Throughout the day, grapes arrived in little red crates piled on a tractor’s trailer. The first session of crushing the grapes was filled with excitement for these were the first grapes to commence the 2008 vintage. Hoorah! I stood on the other side of the crusher, inhaling the sweet smell of the Moscato grape as they passed through the machine. “Ah che buon profumo! (What a beautiful perfume).
Wandering over, I pulled several berries off the bunch to taste and was surprised to find that the flavour was an exact replica of the smell that was wafting around the crushing area. So fresh and so inherently grapey, THIS was Moscato d’Asti!
I remember that just before I left for Italy, I was querying the amount of clothes I needed to take for both work and play. My boss pulled me aside, grabbed me firmly by the shoulders and said, “Krystina, you are not going to a fashion parade, you are there to work. Get involved! But whatever you do, don’t let the men walk over you! YOU need to work like the men!’ Wise advice.

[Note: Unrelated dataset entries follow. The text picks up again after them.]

//! HTTP specialist analyzer adapter and registry
//!
//! Each analyzer wraps one external specialist service. Before calling
//! it, the adapter consults knowledge retrieval for the analyzer's
//! domain; a failed or empty retrieval degrades to analysis without
//! context rather than failing the call.

use serde::{Deserialize, Serialize};
use std::collections::HashMap;
use std::sync::Arc;
use tracing::{debug, warn};

use crate::adapters::{
    AdapterError, AnalyzerReport, GrowerContext, KnowledgeRetriever, RankedPassage,
    SpecialistAnalyzer,
};
use crate::models::{Citation, EvidenceWindow, ObservationEvent, TriageDecision};

const USER_AGENT: &str = "cropscout-te/0.1";

#[derive(Serialize)]
struct AnalyzeRequest<'a> {
    grower_id: &'a str,
    classification: &'a str,
    classification_confidence: f64,
    events: &'a [ObservationEvent],
    context: &'a GrowerContext,
    passages: &'a [RankedPassage],
}

#[derive(Debug, Deserialize)]
struct AnalyzeResponse {
    condition: String,
    confidence: f64,
    severity: f64,
    #[serde(default)]
    details: String,
}

/// Retrieval parameters shared by every analyzer client
#[derive(Debug, Clone, Copy)]
pub struct RetrievalSettings {
    pub top_k: u32,
    pub min_similarity: f64,
}

/// Specialist analyzer service client
pub struct HttpAnalyzer {
    analyzer_id: String,
    endpoint: String,
    /// Knowledge domain tag for retrieval (e.g. "pest_management")
    domain: String,
    client: reqwest::Client,
    rate_limiter: governor::RateLimiter<
        governor::state::NotKeyed,
        governor::state::InMemoryState,
        governor::clock::DefaultClock,
    >,
    retriever: Option<Arc<dyn KnowledgeRetriever>>,
    retrieval: RetrievalSettings,
}

impl HttpAnalyzer {
    /// Build a client for one analyzer service
    pub fn new(
        analyzer_id: String,
        endpoint: String,
        domain: String,
        retriever: Option<Arc<dyn KnowledgeRetriever>>,
        retrieval: RetrievalSettings,
    ) -> Result<Self, AdapterError> {
        // Safe: 10 is always non-zero
        let quota = governor::Quota::per_second(std::num::NonZeroU32::new(10).unwrap());
        let rate_limiter = governor::RateLimiter::direct(quota);

        let client = reqwest::Client::builder()
            .user_agent(USER_AGENT)
            .timeout(std::time::Duration::from_secs(30))
            .build()
            .map_err(|e| AdapterError::Internal(format!("Failed to build HTTP client: {}", e)))?;

        Ok(Self {
            analyzer_id,
            endpoint,
            domain,
            client,
            rate_limiter,
            retriever,
            retrieval,
        })
    }

    /// Fetch knowledge passages, degrading to none on any failure
    async fn fetch_passages(&self, query: &str) -> (Vec<RankedPassage>, Option<String>) {
        let retriever = match &self.retriever {
            Some(r) => r,
            None => return (Vec::new(), Some("no retriever configured".to_string())),
        };

        match retriever
            .retrieve(
                &self.domain,
                query,
                self.retrieval.top_k,
                self.retrieval.min_similarity,
            )
            .await
        {
            Ok(passages) if passages.is_empty() => {
                (Vec::new(), Some("no passages above similarity threshold".to_string()))
            }
            Ok(passages) => (passages, None),
            Err(e) => {
                warn!(
                    analyzer = %self.analyzer_id,
                    domain = %self.domain,
                    error = %e,
                    "Knowledge retrieval failed, analyzing without context"
                );
                (Vec::new(), Some(format!("retrieval failed: {}", e)))
            }
        }
    }
}

#[async_trait::async_trait]
impl SpecialistAnalyzer for HttpAnalyzer {
    fn analyzer_id(&self) -> &str {
        &self.analyzer_id
    }

    async fn analyze(
        &self,
        window: &EvidenceWindow,
        decision: &TriageDecision,
        context: &GrowerContext,
    ) -> Result<AnalyzerReport, AdapterError> {
        let query = evidence_query(window, decision);
        let (passages, degraded) = self.fetch_passages(&query).await;

        debug!(
            analyzer = %self.analyzer_id,
            window_id = %window.window_id,
            passages = passages.len(),
            "Calling analyzer"
        );

        // Rate limit API calls
        self.rate_limiter.until_ready().await;

        let url = format!("{}/analyze", self.endpoint);
        let request = AnalyzeRequest {
            grower_id: &window.grower_id,
            classification: decision.classification.as_str(),
            classification_confidence: decision.confidence,
            events: &window.events,
            context,
            passages: &passages,
        };

        let response = self.client.post(&url).json(&request).send().await?;

        if !response.status().is_success() {
            return Err(AdapterError::Api(format!(
                "Analyzer {} returned {}",
                self.analyzer_id,
                response.status()
            )));
        }

        let report: AnalyzeResponse = response
            .json()
            .await
            .map_err(|e| AdapterError::Parse(format!("Failed to parse analyzer response: {}", e)))?;

        let details = match degraded {
            Some(reason) => {
                if report.details.is_empty() {
                    format!("[analyzed without knowledge context: {}]", reason)
                } else {
                    format!(
                        "{} [analyzed without knowledge context: {}]",
                        report.details, reason
                    )
                }
            }
            None => report.details,
        };

        let citations = passages
            .into_iter()
            .map(|p| Citation {
                domain: self.domain.clone(),
                reference: p.reference,
                similarity: p.similarity,
            })
            .collect();

        Ok(AnalyzerReport {
            condition: report.condition,
            confidence: report.confidence.clamp(0.0, 1.0),
            severity: report.severity.clamp(0.0, 1.0),
            details,
            citations,
        })
    }
}

/// Build the retrieval query from the window's evidence
///
/// Collector payloads carry free-text notes under "note"; those plus the
/// classified cause make a usable retrieval query.
fn evidence_query(window: &EvidenceWindow, decision: &TriageDecision) -> String {
    let mut parts = vec![decision.classification.as_str().replace('_', " ")];
    if let Some(crop_notes) = collect_notes(&window.events) {
        parts.push(crop_notes);
    }
    parts.join(" ")
}

fn collect_notes(events: &[ObservationEvent]) -> Option<String> {
    let notes: Vec<&str> = events
        .iter()
        .filter_map(|e| e.payload.get("note").and_then(|v| v.as_str()))
        .collect();
    if notes.is_empty() {
        None
    } else {
        Some(notes.join(" "))
    }
}

/// Analyzer lookup keyed by analyzer identifier
///
/// The routing table names analyzers by id; the registry resolves those
/// ids to live adapters.
#[derive(Clone, Default)]
pub struct AnalyzerRegistry {
    analyzers: HashMap<String, Arc<dyn SpecialistAnalyzer>>,
}

impl AnalyzerRegistry {
    pub fn new() -> Self {
        Self {
            analyzers: HashMap::new(),
        }
    }

    /// Register an analyzer under its own id
    pub fn register(&mut self, analyzer: Arc<dyn SpecialistAnalyzer>) {
        self.analyzers
            .insert(analyzer.analyzer_id().to_string(), analyzer);
    }

    /// Resolve an analyzer id
    pub fn get(&self, analyzer_id: &str) -> Option<Arc<dyn SpecialistAnalyzer>> {
        self.analyzers.get(analyzer_id).cloned()
    }

    /// Number of registered analyzers
    pub fn count(&self) -> usize {
        self.analyzers.len()
    }
}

The vineyard workers saw me watching them on the back of the truck lifting the crates continuously into the crusher. One of them beckoned me over to see if I’d like to try lift one. “Certo, mi piacerebbe farlo! (Of course, I would like to do it!) Up onto the trailer I jumped with fellow cellarhand Gianni by my side and together we heaved the basket into the crusher.
The men stood back, “Beh, che forza! Vai Krystina vai!” (Well, what strength! Go Krystina go!)
I cannot recall how many 20kg baskets I lifted immediately one after the other, but I can assure you it was enough to put me on the good side of the men in terms of earning un po’ di rispetto (a little respect).
Back to the winery, post-crushing and pressing, the juice is chilled and left to settle before being filtered twice then being transferred to an autoclave (a pressure tank where the fermentation will occur).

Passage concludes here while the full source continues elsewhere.